» **EXERCISE OBJECTIVE**: Please copy out every line in the records below that includes the word "Serialize".

+++ DATA TO USE +++

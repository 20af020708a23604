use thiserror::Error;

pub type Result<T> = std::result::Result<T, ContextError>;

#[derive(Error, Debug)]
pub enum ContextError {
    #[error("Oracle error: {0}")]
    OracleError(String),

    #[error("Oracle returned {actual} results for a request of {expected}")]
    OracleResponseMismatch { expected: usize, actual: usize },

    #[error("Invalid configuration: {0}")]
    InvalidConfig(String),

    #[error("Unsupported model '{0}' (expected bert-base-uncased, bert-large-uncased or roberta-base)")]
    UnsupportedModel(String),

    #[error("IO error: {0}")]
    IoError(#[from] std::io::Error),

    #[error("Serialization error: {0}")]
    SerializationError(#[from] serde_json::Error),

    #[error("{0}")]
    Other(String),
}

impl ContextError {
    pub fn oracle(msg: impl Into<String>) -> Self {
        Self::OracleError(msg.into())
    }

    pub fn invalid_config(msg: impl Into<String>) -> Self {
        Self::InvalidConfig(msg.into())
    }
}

+++
+++ DATA TO USE +++

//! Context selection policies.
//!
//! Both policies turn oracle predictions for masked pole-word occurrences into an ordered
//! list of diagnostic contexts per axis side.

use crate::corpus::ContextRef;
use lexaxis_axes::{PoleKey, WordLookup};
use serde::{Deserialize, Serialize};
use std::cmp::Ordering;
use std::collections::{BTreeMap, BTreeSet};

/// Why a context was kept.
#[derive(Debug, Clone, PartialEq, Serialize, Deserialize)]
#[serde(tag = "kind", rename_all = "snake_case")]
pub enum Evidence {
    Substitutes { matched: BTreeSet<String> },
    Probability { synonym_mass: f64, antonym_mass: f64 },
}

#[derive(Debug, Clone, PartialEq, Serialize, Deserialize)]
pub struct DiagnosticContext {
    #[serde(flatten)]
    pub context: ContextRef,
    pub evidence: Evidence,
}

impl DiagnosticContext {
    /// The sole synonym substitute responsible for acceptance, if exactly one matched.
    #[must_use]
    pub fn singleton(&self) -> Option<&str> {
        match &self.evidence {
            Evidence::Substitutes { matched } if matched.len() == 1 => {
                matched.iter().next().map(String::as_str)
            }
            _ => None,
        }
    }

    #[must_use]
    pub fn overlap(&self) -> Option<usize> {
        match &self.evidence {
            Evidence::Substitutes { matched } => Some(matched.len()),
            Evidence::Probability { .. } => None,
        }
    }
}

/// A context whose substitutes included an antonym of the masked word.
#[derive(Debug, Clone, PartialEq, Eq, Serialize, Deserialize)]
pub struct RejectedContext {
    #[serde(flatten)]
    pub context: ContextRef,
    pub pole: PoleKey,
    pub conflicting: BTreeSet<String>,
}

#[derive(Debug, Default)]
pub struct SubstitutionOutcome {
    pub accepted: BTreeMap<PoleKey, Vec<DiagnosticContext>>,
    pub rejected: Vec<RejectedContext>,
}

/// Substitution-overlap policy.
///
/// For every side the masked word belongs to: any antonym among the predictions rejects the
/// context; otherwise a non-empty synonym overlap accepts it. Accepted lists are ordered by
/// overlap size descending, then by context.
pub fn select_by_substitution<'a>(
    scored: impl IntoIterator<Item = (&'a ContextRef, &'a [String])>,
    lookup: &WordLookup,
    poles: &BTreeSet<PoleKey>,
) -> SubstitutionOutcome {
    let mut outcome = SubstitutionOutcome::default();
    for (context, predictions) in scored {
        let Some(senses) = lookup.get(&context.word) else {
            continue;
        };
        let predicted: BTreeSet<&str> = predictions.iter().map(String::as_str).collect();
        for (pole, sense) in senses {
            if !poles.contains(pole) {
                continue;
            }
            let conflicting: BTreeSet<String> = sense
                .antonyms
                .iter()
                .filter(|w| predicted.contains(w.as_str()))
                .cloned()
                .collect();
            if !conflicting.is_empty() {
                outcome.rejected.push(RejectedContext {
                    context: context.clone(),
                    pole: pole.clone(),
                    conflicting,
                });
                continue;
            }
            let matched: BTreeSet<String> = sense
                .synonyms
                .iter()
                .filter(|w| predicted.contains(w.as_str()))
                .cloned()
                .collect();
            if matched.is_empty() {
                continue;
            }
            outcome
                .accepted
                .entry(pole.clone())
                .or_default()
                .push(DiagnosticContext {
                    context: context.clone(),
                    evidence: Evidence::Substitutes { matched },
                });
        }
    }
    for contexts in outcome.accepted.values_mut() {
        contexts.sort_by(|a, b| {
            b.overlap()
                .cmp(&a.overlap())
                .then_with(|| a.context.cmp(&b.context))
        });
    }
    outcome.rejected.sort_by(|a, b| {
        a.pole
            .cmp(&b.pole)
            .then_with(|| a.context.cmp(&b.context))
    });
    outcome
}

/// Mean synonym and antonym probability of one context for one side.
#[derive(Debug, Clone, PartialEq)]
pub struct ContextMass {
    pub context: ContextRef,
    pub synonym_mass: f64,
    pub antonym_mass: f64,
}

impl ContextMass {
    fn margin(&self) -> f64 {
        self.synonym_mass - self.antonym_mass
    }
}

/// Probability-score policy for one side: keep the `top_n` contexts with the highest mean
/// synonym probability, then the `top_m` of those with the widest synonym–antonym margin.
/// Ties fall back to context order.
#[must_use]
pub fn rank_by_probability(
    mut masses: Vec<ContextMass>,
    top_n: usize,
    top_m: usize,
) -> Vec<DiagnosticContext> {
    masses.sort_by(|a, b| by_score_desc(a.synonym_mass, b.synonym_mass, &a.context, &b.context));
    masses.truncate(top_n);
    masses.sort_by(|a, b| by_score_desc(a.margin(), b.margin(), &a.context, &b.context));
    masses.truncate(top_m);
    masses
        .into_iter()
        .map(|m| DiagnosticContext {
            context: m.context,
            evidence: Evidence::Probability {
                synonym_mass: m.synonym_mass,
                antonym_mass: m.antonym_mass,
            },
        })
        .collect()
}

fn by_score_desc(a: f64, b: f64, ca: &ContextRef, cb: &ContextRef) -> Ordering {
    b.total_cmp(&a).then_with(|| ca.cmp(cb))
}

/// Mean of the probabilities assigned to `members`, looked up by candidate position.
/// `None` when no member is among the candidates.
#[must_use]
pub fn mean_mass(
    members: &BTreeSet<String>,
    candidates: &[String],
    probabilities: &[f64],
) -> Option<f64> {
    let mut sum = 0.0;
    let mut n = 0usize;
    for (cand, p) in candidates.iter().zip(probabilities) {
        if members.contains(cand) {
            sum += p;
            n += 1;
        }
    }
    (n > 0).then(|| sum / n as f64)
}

+++

» **EXPECTED OUTPUT**:
use serde::{Deserialize, Serialize};
#[derive(Debug, Clone, PartialEq, Serialize, Deserialize)]
#[derive(Debug, Clone, PartialEq, Serialize, Deserialize)]
#[derive(Debug, Clone, PartialEq, Eq, Serialize, Deserialize)]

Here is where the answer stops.